Preparation of brain membranes containing a single type of opioid receptor highly selective for dynorphin.

Abstract

Opioid receptors on guinea pig brain membranes were alkylated by the naltrexone analog .beta.-chlornaltrexamine. Binding of the prototypical .mu. and .kappa. ligands, [3H]dihydromorphine and [3H]ethylketocyclazocine, was more readily affected by the reagent than was binding of the .delta. ligand, 3H-l[D-Ala2, D-Leu5]enkephalin.
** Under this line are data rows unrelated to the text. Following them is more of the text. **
use std::io::{self, Read};

use byteorder::{BigEndian, LittleEndian, ReadBytesExt};

use crate::errors::ColumnParseError;
use crate::packet_helpers::*;
use crate::value::MySQLValue;

/// The wire representation of a column's type, as carried by a
/// `TABLE_MAP_EVENT`, together with whatever per-type metadata (length,
/// precision, pack length, ...) follows the type byte in that event.
#[derive(Debug, Eq, PartialEq, Clone)]
pub enum ColumnType {
    Decimal,
    Tiny,
    Short,
    Long,
    Float(u8),
    Double(u8),
    Null,
    Timestamp,
    LongLong,
    Int24,
    Date,
    Time,
    DateTime,
    Year,
    NewDate,
    Timestamp2(u8),
    DateTime2(u8),
    Time2(u8),
    VarChar(u16),
    Bit(u8, u8),
    NewDecimal(u8, u8),
    Enum(u16),
    Set(u16),
    Blob(u8),
}

impl ColumnType {
    pub(crate) fn from_byte(b: u8) -> Self {
        match b {
            0 => ColumnType::Decimal,
            1 => ColumnType::Tiny,
            2 => ColumnType::Short,
            3 => ColumnType::Long,
            4 => ColumnType::Float(0),
            5 => ColumnType::Double(0),
            6 => ColumnType::Null,
            7 => ColumnType::Timestamp,
            8 => ColumnType::LongLong,
            9 => ColumnType::Int24,
            10 => ColumnType::Date,
            11 => ColumnType::Time,
            12 => ColumnType::DateTime,
            13 => ColumnType::Year,
            14 => ColumnType::NewDate, // not implemented (or documented)
            15 => ColumnType::VarChar(0),
            16 => ColumnType::Bit(0, 0),
            17 => ColumnType::Timestamp2(0),
            18 => ColumnType::DateTime2(0),
            19 => ColumnType::Time2(0),
            246 => ColumnType::NewDecimal(0, 0),
            247 => ColumnType::Enum(0),
            248 => ColumnType::Blob(0), // TinyBlob on the wire; docs say never occurs in binlogs
            250 => ColumnType::Blob(0), // MediumBlob
            251 => ColumnType::Blob(0), // LongBlob
            252 => ColumnType::Blob(0),
            253 => ColumnType::VarChar(0), // VarString, legacy 4.1- string
            254 => ColumnType::VarChar(0), // MyString/CHAR
            255 => ColumnType::Set(0),     // never actually emitted; guard below
            i => unimplemented!("unhandled column type {}", i),
        }
    }

    pub(crate) fn read_metadata<R: Read>(self, cursor: &mut R) -> Result<Self, io::Error> {
        Ok(match self {
            ColumnType::Float(_) => ColumnType::Float(cursor.read_u8()?),
            ColumnType::Double(_) => ColumnType::Double(cursor.read_u8()?),
            ColumnType::Blob(_) => ColumnType::Blob(cursor.read_u8()?),
            ColumnType::VarChar(_) => {
                let max_length = cursor.read_u16::<LittleEndian>()?;
                ColumnType::VarChar(max_length)
            }
            ColumnType::Bit(..) => {
                let bits = cursor.read_u8()?;
                let bytes = cursor.read_u8()?;
                ColumnType::Bit(bytes, bits)
            }
            ColumnType::NewDecimal(_, _) => {
                let precision = cursor.read_u8()?;
                let num_decimals = cursor.read_u8()?;
                ColumnType::NewDecimal(precision, num_decimals)
            }
            ColumnType::Enum(_) => ColumnType::Enum(cursor.read_u16::<LittleEndian>()?),
            ColumnType::Set(_) => ColumnType::Set(cursor.read_u16::<LittleEndian>()?),
            ColumnType::DateTime2(..) => ColumnType::DateTime2(cursor.read_u8()?),
            ColumnType::Time2(..) => ColumnType::Time2(cursor.read_u8()?),
            ColumnType::Timestamp2(..) => ColumnType::Timestamp2(cursor.read_u8()?),
            c => c,
        })
    }

    pub fn read_value<R: Read>(&self, r: &mut R) -> Result<MySQLValue, ColumnParseError> {
        match self {
            &ColumnType::Tiny => Ok(MySQLValue::SignedInteger(i64::from(r.read_i8()?))),
            &ColumnType::Short => Ok(MySQLValue::SignedInteger(i64::from(
                r.read_i16::<LittleEndian>()?,
            ))),
            &ColumnType::Long => Ok(MySQLValue::SignedInteger(i64::from(
                r.read_i32::<LittleEndian>()?,
            ))),
            &ColumnType::Timestamp => Ok(MySQLValue::Timestamp {
                unix_time: r.read_i32::<LittleEndian>()?,
                subsecond: 0,
            }),
            &ColumnType::LongLong => Ok(MySQLValue::SignedInteger(r.read_i64::<LittleEndian>()?)),
            &ColumnType::Int24 => {
                let val = i64::from(read_int24(r)?);
                Ok(MySQLValue::SignedInteger(val))
            }
            &ColumnType::Null => Ok(MySQLValue::Null),
            &ColumnType::VarChar(max_len) => {
                let value = if max_len > 255 {
                    read_two_byte_length_prefixed_string(r)?
                } else {
                    read_one_byte_length_prefixed_string(r)?
                };
                Ok(MySQLValue::String(value))
            }
            &ColumnType::Year => Ok(MySQLValue::Year(u32::from(r.read_u8()?) + 1900)),
            &ColumnType::Date => {
                let val = read_uint24(r)?;
                if val == 0 {
                    Ok(MySQLValue::Null)
                } else {
                    let year = (val & ((1 << 15) - 1) << 9) >> 9;
                    let month = (val & ((1 << 4) - 1) << 5) >> 5;
                    let day = val & ((1 << 5) - 1);
                    if year == 0 || month == 0 || day == 0 {
                        Ok(MySQLValue::Null)
                    } else {
                        Ok(MySQLValue::Date { year, month, day })
                    }
                }
            }
            &ColumnType::Time => {
                let val = read_uint24(r)?;
                let hours = val / 10000;
                let minutes = (val % 10000) / 100;
                let seconds = val % 100;
                Ok(MySQLValue::Time {
                    hours,
                    minutes,
                    seconds,
                    subseconds: 0,
                })
            }
            &ColumnType::DateTime => {
                let value = r.read_u64::<LittleEndian>()?;
                if value == 0 {
                    Ok(MySQLValue::Null)
                } else {
                    let date = value / 1000000;
                    let time = value % 1000000;
                    let year = (date / 10000) as u32;
                    let month = ((date % 10000) / 100) as u32;
                    let day = (date % 100) as u32;
                    let hour = (time / 10000) as u32;
                    let minute = ((time % 10000) / 100) as u32;
                    let second = (time % 100) as u32;
                    if year == 0 || month == 0 || day == 0 {
                        Ok(MySQLValue::Null)
                    } else {
                        Ok(MySQLValue::DateTime {
                            year,
                            month,
                            day,
                            hour,
                            minute,
                            second,
                            subsecond: 0,
                        })
                    }
                }
            }
            // the *2 functions are new in MySQL 5.6; see
            // https://dev.mysql.com/doc/internals/en/date-and-time-data-type-representation.html
            &ColumnType::DateTime2(pack_length) => {
                let mut buf = [0u8; 5];
                r.read_exact(&mut buf)?;
                let subsecond = read_datetime_subsecond_part(r, pack_length)?;
                buf[0] &= 0x7f;
                let year_month: u32 =
                    ((buf[2] as u32) >> 6) + ((buf[1] as u32) << 2) + ((buf[0] as u32) << 10);
                let year = year_month / 13;
                let month = year_month % 13;
                let day = ((buf[2] & 0x3e) as u32) >> 1;
                let hour = (((buf[3] & 0xf0) as u32) >> 4) + (((buf[2] & 0x01) as u32) << 4);
                let minute = (buf[4] >> 6) as u32 + (((buf[3] & 0x0f) as u32) << 2);
                let second = (buf[4] & 0x3f) as u32;
                Ok(MySQLValue::DateTime {
                    year,
                    month,
                    day,
                    hour,
                    minute,
                    second,
                    subsecond,
                })
            }
            &ColumnType::Timestamp2(pack_length) => {
                let whole_part = r.read_i32::<BigEndian>()?;
                let frac_part = read_datetime_subsecond_part(r, pack_length)?;
                Ok(MySQLValue::Timestamp {
                    unix_time: whole_part,
                    subsecond: frac_part,
                })
            }
            &ColumnType::Time2(pack_length) => {
                // one bit sign, one bit unused, 10 bits hour, 6 bits minute, 6 bits second
                let mut buf = [0u8; 3];
                r.read_exact(&mut buf)?;
                let hours = (((buf[0] & 0x3f) as u32) << 4) | (((buf[1] & 0xf0) as u32) >> 4);
                let minutes = (((buf[1] & 0x0f) as u32) << 2) | (((buf[2] & 0xb0) as u32) >> 6);
                let seconds = (buf[2] & 0x3f) as u32;
                let frac_part = read_datetime_subsecond_part(r, pack_length)?;
                Ok(MySQLValue::Time {
                    hours,
                    minutes,
                    seconds,
                    subseconds: frac_part,
                })
            }
            &ColumnType::Blob(length_bytes) => {
                let val = read_var_byte_length_prefixed_bytes(r, length_bytes)?;
                Ok(MySQLValue::Blob(val))
            }
            &ColumnType::Float(length) | &ColumnType::Double(length) => {
                if length == 4 {
                    Ok(MySQLValue::Float(r.read_f32::<LittleEndian>()?))
                } else if length == 8 {
                    Ok(MySQLValue::Double(r.read_f64::<LittleEndian>()?))
                } else {
                    Err(ColumnParseError::UnimplementedType {
                        column_type: self.clone(),
                    })
                }
            }
            &ColumnType::NewDecimal(precision, decimal_places) => {
                let body = read_new_decimal(r, precision, decimal_places)?;
                Ok(MySQLValue::Decimal(body))
            }
            &ColumnType::Enum(length_bytes) => {
                let enum_value = match (length_bytes & 0xff) as u8 {
                    0x01 => i64::from(r.read_i8()?),
                    0x02 => i64::from(r.read_i16::<LittleEndian>()?),
                    _ => {
                        return Err(ColumnParseError::UnimplementedType {
                            column_type: self.clone(),
                        })
                    }
                };
                Ok(MySQLValue::Enum(enum_value))
            }
            &ColumnType::Set(length_bytes) => {
                let set_value = match length_bytes & 0xff {
                    1 => u64::from(r.read_u8()?),
                    2 => u64::from(r.read_u16::<LittleEndian>()?),
                    4 => u64::from(r.read_u32::<LittleEndian>()?),
                    8 => r.read_u64::<LittleEndian>()?,
                    _ => {
                        return Err(ColumnParseError::UnimplementedType {
                            column_type: self.clone(),
                        })
                    }
                };
                Ok(MySQLValue::Set(set_value))
            }
            &ColumnType::Bit(bytes, bits) => {
                let total_bytes = bytes as usize + if bits != 0 { 1 } else { 0 };
                let buf = read_nbytes(r, total_bytes)?;
                let mut value = 0u64;
                for b in buf {
                    value = (value << 8) | u64::from(b);
                }
                Ok(MySQLValue::Bit(value))
            }
            &ColumnType::Decimal | &ColumnType::NewDate => {
                Err(ColumnParseError::UnimplementedType {
                    column_type: self.clone(),
                })
            }
        }
    }
}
Treatment of membranes with .beta.-chlornaltrexamine in the presence of dynorphin resulted in significant protection of [3H]ethylketocyclazocine binding sites, without protection of [3H]dihydromorphine or 3H[D-Ala2, D-Leu5]enkephalin sites. Similarly, [D-Ala2, D-Leu5]enkephalin and sufentanil selectively protected binding sites for 3H-[D-Ala2, D-Leu5]enkephalin and [3H]dihydromorphine, respectively. Scatchard analysis of [3H]ethylketocyclazocine binding to untreated membranes suggested 2 types of binding site with 40-fold difference in affinities. Membranes treated with .beta.-chlornaltrexamine in the presence of dynorphin retained about 40% of the high-affinity sites and lost the low-affinity sites. Selective protection of sites with high affinity for dynorphin and ethylketocyclazocine was confirmed in competition binding assays. Evidently the 3 types of opioid receptor are not interconvertible and the endogenous peptide dynorphin is a highly selective ligand of the K opioid receptor.